Exercise inputs:

* * *

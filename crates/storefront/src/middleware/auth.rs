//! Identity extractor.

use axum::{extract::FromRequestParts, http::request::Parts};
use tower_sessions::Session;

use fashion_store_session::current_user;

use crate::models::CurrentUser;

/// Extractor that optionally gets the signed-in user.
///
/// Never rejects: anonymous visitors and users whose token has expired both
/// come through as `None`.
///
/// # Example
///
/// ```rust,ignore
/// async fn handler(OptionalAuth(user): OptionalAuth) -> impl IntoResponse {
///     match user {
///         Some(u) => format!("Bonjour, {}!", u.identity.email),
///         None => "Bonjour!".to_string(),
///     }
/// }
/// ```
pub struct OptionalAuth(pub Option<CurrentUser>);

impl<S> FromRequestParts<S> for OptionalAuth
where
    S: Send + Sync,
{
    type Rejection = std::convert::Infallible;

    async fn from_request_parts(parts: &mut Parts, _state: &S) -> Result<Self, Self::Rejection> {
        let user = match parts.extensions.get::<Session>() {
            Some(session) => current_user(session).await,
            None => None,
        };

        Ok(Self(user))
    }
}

* * *

Problem requirements: Restate word for word every line from the one containing "use crate::models::CurrentUser;" through the final line of the listing. Both end lines belong in the answer.

Your solution:
use crate::models::CurrentUser;

/// Extractor that optionally gets the signed-in user.
///
/// Never rejects: anonymous visitors and users whose token has expired both
/// come through as `None`.
///
/// # Example
///
/// ```rust,ignore
/// async fn handler(OptionalAuth(user): OptionalAuth) -> impl IntoResponse {
///     match user {
///         Some(u) => format!("Bonjour, {}!", u.identity.email),
///         None => "Bonjour!".to_string(),
///     }
/// }
/// ```
pub struct OptionalAuth(pub Option<CurrentUser>);

impl<S> FromRequestParts<S> for OptionalAuth
where
    S: Send + Sync,
{
    type Rejection = std::convert::Infallible;

    async fn from_request_parts(parts: &mut Parts, _state: &S) -> Result<Self, Self::Rejection> {
        let user = match parts.extensions.get::<Session>() {
            Some(session) => current_user(session).await,
            None => None,
        };

        Ok(Self(user))
    }
}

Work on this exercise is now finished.